Обжигающим летом они раздирают ее; бурною зимою подтачивают. От идущего исподволь расшатывания молекула за молекулой они переходят к могучей динамике бурь. Они соединяются, дополняют друг друга. И в зависимости от того, какая из этих сил превалирует – а может быть, они обе действуют одновременно, – меняется облик природы. Те же россыпи гнейса, имеющие причудливую, почти геометрическую форму обтесанных камней и возникающие тут и там в огромном количестве, так что порой кажется, что посреди пустыни стоят руины величественных замков, – встречаются с беспорядочно разбросанными валунами, что едва держатся на узком основании, накренившись, готовые упасть и покатиться, словно качающиеся каменные ящики или гигантские обрушенные дольмены*; а далее они исчезают под нагромождением каменных плит, являя собою прекрасный пример «каменных морей», столь свойственных местам, где царят экстремальные климатические условия. По подножиям сгрудившихся вокруг холмов – что представляют собой останки старых изъеденных плато – рассыпаются то ровными линиями, словно путь схода древних ледников, то как попало широкие полосы булыжников и разбитых плит, свидетельствуя о такой же самой жестокости. Грани обломков, где в кварце еще видны вкрапления кристаллов полевого шпата, вновь свидетельствуют об этом физическом и механическом воздействии, которое, поставив себе на службу химические действующие вещества, что работают в зависимости от нормальных метеорологических условий, разрушает скалы, не трогая их основополагающего строения.

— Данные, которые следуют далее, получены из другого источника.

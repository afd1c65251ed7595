use crate::container::{ContainerCommand, ContainerEngine};
use crate::error::{PublishError, Result};
use std::cell::{Cell, RefCell};
use std::path::{Path, PathBuf};

/// Engine that records commands instead of running them
#[derive(Default)]
pub struct RecordingEngine {
    calls: RefCell<Vec<(ContainerCommand, Option<PathBuf>)>>,
    fail_at: Cell<Option<usize>>,
}

impl RecordingEngine {
    pub fn new() -> Self {
        Self::default()
    }

    /// Fail the command with the given zero-based index (and record it)
    pub fn fail_at(&self, index: usize) {
        self.fail_at.set(Some(index));
    }

    pub fn commands(&self) -> Vec<ContainerCommand> {
        self.calls.borrow().iter().map(|(cmd, _)| cmd.clone()).collect()
    }

    /// Auth directory passed with each command
    pub fn config_dirs(&self) -> Vec<Option<PathBuf>> {
        self.calls.borrow().iter().map(|(_, dir)| dir.clone()).collect()
    }
}

impl ContainerEngine for RecordingEngine {
    fn execute(&self, command: &ContainerCommand, docker_config: Option<&Path>) -> Result<()> {
        let mut calls = self.calls.borrow_mut();
        let index = calls.len();
        calls.push((command.clone(), docker_config.map(Path::to_path_buf)));

        if self.fail_at.get() == Some(index) {
            return Err(PublishError::container(format!(
                "`docker {}` failed with exit code 1",
                command
            )));
        }
        Ok(())
    }
}
pub mod actions;
pub mod boundary;
pub mod cli;
pub mod config;
pub mod container;
pub mod domain;
pub mod error;
pub mod git;
pub mod publish;
pub mod registry;
pub mod resolver;
pub mod ui;

pub use error::{ErrorKind, PublishError, Result};
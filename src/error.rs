use thiserror::Error;

/// Unified error type for version-publish operations
#[derive(Error, Debug)]
pub enum PublishError {
    #[error("Configuration error: {0}")]
    Config(String),

    #[error("Version parsing error: {0}")]
    Version(String),

    #[error("Git operation failed: {0}")]
    Git(#[from] git2::Error),

    #[error("Tag error: {0}")]
    Tag(String),

    #[error("Remote operation failed: {0}")]
    Remote(String),

    #[error("Container engine failed: {0}")]
    Container(String),

    #[error("I/O error: {0}")]
    Io(#[from] std::io::Error),

    #[error("Serialization error: {0}")]
    Serialization(#[from] serde_json::Error),
}

/// Convenience type alias for Results in version-publish
pub type Result<T> = std::result::Result<T, PublishError>;

/// Coarse classification of a [PublishError]
#[derive(Debug, Clone, Copy, PartialEq, Eq)]
pub enum ErrorKind {
    /// Bad inputs, environment or tag history
    Configuration,
    /// The version-control client or the container engine reported a failure
    ExternalTool,
    /// Local filesystem or encoding failure
    Io,
}

impl PublishError {
    /// Create a configuration error with context
    pub fn config(msg: impl Into<String>) -> Self {
        PublishError::Config(msg.into())
    }

    /// Create a version error with context
    pub fn version(msg: impl Into<String>) -> Self {
        PublishError::Version(msg.into())
    }

    /// Create a tag error with context
    pub fn tag(msg: impl Into<String>) -> Self {
        PublishError::Tag(msg.into())
    }

    /// Create a remote error with context
    pub fn remote(msg: impl Into<String>) -> Self {
        PublishError::Remote(msg.into())
    }

    /// Create a container engine error with context
    pub fn container(msg: impl Into<String>) -> Self {
        PublishError::Container(msg.into())
    }

    pub fn kind(&self) -> ErrorKind {
        match self {
            PublishError::Config(_) | PublishError::Version(_) => ErrorKind::Configuration,
            PublishError::Git(_)
            | PublishError::Tag(_)
            | PublishError::Remote(_)
            | PublishError::Container(_) => ErrorKind::ExternalTool,
            PublishError::Io(_) | PublishError::Serialization(_) => ErrorKind::Io,
        }
    }
}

Таким образом, на каждом шагу, повсюду мы видим наглядные черты крайней грубости. Ее отчасти сглаживают расположившиеся в низменностях равнины, чаши древних озер, от которых сегодня остались заболоченные ипуэйры – точный признак пастушьего жилища. Но и их пересекают, словно открытые гробы, русла, как правило, сухих ручьев, наполняющихся водой только в короткий сезон дождей. Большинство из них перегорожено запрудами из тяжелых валунов, между которыми, если нет внезапного паводка, течет тоненькая струйка воды; они – точное повторение уэдов* на краю Сахары. Как правило, края этих оврагов открывают слой темно-синих тальковых сланцев, полированная поверхность которых отражает солнечный свет металлическим блеском, – а над ними находятся покрывающие обширные площади менее стойкие слои красной глины с вкраплениями кварцевых жил, что вторгаются в ее границы. Эти последние образования, может быть относящиеся к силуру, по мере продвижения на северо-восток начинают покрывать собою все остальные, обретая более правильные контуры. Они проясняют генезис невысоких плоскогорий, которые расстилаются, покрытые стойкими манговыми деревьями, до Жеремоабу.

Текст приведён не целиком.